*INFORMATION SHOWN:*

——

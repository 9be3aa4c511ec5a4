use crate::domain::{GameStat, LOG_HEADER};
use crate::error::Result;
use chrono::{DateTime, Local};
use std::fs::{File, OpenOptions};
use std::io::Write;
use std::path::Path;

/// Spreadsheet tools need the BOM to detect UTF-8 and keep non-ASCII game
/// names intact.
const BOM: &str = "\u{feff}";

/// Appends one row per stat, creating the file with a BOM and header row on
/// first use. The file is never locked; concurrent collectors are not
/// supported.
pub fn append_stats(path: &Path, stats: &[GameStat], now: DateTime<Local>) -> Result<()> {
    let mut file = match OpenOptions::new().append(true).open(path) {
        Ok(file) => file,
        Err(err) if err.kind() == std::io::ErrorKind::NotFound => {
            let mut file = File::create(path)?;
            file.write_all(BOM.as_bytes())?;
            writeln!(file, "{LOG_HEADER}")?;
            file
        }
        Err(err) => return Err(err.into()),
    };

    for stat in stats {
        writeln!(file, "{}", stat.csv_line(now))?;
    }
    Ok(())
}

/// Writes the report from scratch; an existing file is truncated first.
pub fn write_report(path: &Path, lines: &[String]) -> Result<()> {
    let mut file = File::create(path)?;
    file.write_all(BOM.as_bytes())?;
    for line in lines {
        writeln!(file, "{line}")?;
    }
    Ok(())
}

——

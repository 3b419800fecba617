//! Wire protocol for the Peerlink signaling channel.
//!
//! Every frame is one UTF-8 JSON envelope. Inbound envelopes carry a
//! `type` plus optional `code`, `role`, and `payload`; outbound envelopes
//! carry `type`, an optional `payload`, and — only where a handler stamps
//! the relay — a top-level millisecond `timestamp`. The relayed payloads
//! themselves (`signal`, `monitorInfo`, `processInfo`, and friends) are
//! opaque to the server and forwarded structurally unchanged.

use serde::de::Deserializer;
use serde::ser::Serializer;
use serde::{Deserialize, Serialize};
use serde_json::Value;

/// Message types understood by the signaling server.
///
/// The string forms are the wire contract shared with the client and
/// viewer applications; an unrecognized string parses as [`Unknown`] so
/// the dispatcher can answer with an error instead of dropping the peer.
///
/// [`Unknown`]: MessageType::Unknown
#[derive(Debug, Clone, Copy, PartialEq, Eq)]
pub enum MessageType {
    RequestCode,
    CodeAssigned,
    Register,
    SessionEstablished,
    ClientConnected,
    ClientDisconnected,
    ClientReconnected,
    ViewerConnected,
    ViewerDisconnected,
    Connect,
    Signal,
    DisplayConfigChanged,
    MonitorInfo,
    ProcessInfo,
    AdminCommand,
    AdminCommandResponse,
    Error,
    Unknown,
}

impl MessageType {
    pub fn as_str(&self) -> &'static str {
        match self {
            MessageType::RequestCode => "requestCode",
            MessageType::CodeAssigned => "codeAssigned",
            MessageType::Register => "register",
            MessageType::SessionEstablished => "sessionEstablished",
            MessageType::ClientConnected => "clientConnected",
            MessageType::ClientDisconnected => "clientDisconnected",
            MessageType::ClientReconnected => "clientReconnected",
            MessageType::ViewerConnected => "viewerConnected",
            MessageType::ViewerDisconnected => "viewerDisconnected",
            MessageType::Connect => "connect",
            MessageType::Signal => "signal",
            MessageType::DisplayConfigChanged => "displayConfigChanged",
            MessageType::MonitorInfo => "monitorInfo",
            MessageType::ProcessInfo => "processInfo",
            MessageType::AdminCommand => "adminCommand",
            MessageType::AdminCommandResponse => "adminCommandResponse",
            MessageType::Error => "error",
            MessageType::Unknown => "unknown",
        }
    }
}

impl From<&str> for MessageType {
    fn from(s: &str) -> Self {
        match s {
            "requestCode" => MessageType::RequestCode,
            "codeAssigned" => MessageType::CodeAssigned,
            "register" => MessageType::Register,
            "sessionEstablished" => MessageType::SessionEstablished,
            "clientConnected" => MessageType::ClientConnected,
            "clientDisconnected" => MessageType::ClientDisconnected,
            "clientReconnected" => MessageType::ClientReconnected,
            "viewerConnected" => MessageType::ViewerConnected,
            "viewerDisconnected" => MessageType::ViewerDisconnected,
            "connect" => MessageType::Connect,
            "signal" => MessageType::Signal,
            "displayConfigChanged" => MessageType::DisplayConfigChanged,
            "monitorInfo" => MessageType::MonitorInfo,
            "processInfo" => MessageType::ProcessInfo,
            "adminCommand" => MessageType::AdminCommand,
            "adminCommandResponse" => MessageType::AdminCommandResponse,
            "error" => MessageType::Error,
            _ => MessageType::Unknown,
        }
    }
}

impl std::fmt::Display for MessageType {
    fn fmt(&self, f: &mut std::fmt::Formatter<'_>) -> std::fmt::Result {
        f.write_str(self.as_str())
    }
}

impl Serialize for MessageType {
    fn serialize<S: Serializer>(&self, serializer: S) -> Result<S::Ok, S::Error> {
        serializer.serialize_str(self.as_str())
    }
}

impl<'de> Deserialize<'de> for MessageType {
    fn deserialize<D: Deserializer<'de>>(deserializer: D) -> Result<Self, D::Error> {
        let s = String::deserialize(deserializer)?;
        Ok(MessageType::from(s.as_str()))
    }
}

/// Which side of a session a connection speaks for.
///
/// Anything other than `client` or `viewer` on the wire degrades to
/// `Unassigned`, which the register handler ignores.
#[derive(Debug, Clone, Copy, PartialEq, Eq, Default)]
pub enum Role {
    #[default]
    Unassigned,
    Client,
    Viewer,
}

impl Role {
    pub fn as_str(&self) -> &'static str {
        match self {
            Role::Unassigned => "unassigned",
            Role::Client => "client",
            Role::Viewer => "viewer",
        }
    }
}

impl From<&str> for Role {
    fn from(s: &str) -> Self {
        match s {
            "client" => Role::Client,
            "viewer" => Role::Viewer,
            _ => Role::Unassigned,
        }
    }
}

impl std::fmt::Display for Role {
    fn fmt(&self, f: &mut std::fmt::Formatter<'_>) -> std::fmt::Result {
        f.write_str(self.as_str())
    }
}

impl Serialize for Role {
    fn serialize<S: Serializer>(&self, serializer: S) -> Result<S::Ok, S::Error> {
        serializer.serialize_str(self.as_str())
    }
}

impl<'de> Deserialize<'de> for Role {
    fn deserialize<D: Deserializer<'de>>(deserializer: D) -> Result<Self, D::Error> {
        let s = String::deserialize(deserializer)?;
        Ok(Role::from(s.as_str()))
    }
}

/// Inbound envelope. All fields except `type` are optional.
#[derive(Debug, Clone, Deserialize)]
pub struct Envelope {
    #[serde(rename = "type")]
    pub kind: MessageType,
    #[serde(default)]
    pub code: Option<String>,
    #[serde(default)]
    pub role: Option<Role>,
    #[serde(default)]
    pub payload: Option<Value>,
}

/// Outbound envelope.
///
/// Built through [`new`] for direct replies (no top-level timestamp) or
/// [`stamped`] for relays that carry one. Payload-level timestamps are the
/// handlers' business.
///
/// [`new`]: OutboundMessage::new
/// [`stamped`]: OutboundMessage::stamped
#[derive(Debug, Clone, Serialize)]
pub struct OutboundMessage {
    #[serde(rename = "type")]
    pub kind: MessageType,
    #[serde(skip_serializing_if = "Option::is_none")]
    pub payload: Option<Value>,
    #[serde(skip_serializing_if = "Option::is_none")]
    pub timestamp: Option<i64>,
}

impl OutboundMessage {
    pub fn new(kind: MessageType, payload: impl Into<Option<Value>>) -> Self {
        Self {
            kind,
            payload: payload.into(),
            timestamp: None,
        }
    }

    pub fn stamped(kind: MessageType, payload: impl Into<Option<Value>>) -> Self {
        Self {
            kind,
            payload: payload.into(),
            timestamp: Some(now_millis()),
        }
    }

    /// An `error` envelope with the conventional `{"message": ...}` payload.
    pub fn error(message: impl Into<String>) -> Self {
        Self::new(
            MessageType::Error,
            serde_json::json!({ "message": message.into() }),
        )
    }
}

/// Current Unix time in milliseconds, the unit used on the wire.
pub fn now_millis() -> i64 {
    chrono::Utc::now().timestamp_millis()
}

——

*REQUIREMENT:* Transcribe, exactly and without additions, the lines of the records above, beginning with the line that contains "repository 9be3aa4c511ec5a4" and ending with the line that contains "const BOM: &str", both included.

*SOLUTION:*
repository 9be3aa4c511ec5a4
use crate::domain::{GameStat, LOG_HEADER};
use crate::error::Result;
use chrono::{DateTime, Local};
use std::fs::{File, OpenOptions};
use std::io::Write;
use std::path::Path;

/// Spreadsheet tools need the BOM to detect UTF-8 and keep non-ASCII game
/// names intact.
const BOM: &str = "\u{feff}";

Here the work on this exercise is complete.